As our missions conference wrapped up , I watched a DVD that capsulized the entire week of preaching, teaching, sharing in a banquet, watching an amazing teen presentation, and fellowshipping with our church family, I thought of the several hours that I had spent at our church and how if you had told me back in 1976 when I was twenty years old that I would spending a good portion of my waking hours in church services thinking about how to send missionaries to foreign fields so they in turn could tell others around the world about Jesus Christ, I would have scoffed. As I sat there and watched, I also thought about the many hours that others had sat watching NFL football games or movies, doing yard work, playing cards, shopping, fishing, out on a boat or various other weekend activies. While those activities are enjoyable and are not evil in and of themselves, I couldn’t help but dwell on the fact that the great effort that is exerted for them will not count for eternity. Yet, what I was privileged to be a part of in my church this past week is all about where we will be forever some day, about heaven and about sending others to foreign lands to spread the word about Christ. It means everything. It is not empty, it’s not mundane, it’s not fruitless or temporal, but what life is really all about. That difference put a lump in my throat last night in church. It fills the void that was inside of me way back in college when I couldn’t figure it all out or make the pieces fit together. It wasn’t boring, it wasn’t routine, it is what matters most.

 

Should we enjoy life with a variety of activites?
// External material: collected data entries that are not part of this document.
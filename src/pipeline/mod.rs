//! Pipeline stages for document-to-Markdown conversion.
//!
//! Each submodule implements one transformation step and is tested on its
//! own.
//!
//! ## Data Flow
//!
//! ```text
//!           ┌─▶ pdf ──▶ layout ─┐
//! input ────┤                   ├──▶ postprocess ──▶ strategy
//! (bytes)   └─▶ docx ───────────┘    (formatting)    (replacements)
//! ```
//!
//! 1. [`input`]  - read the file and identify PDF vs. DOCX
//! 2. [`pdf`]    - pull positioned text lines out of a PDF (pdfium or
//!    pdf-extract)
//! 3. [`layout`] - infer headings, paragraphs and lists from font sizes and
//!    line gaps
//! 4. [`docx`]   - stream the OOXML body straight into Markdown
//! 5. [`postprocess`] - deterministic formatting of the extracted Markdown
//!
//! The replacement strategy itself lives in [`crate::strategy`] because it is
//! public API in its own right.

pub mod docx;
pub mod input;
pub mod layout;
pub mod pdf;
pub mod postprocess;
Of course and I am not advocating spending all of our time in church twenty-four seven and doing nothing else. I am simply saying that I am so glad, so thankful, so grateful for the gift of faith which allows me to know God intimately and realize what is true and real. The Christian life is one of refreshing depth, not shallow mediocrity…and once you understand that, you never want to go back again to just plodding though each day performing perfunctory tasks of daily life all the while unaware of it’s true meaning.

 

Thank you Lord for my church and its vision for missions. It was anything but a ho hum week…it satisfied my soul.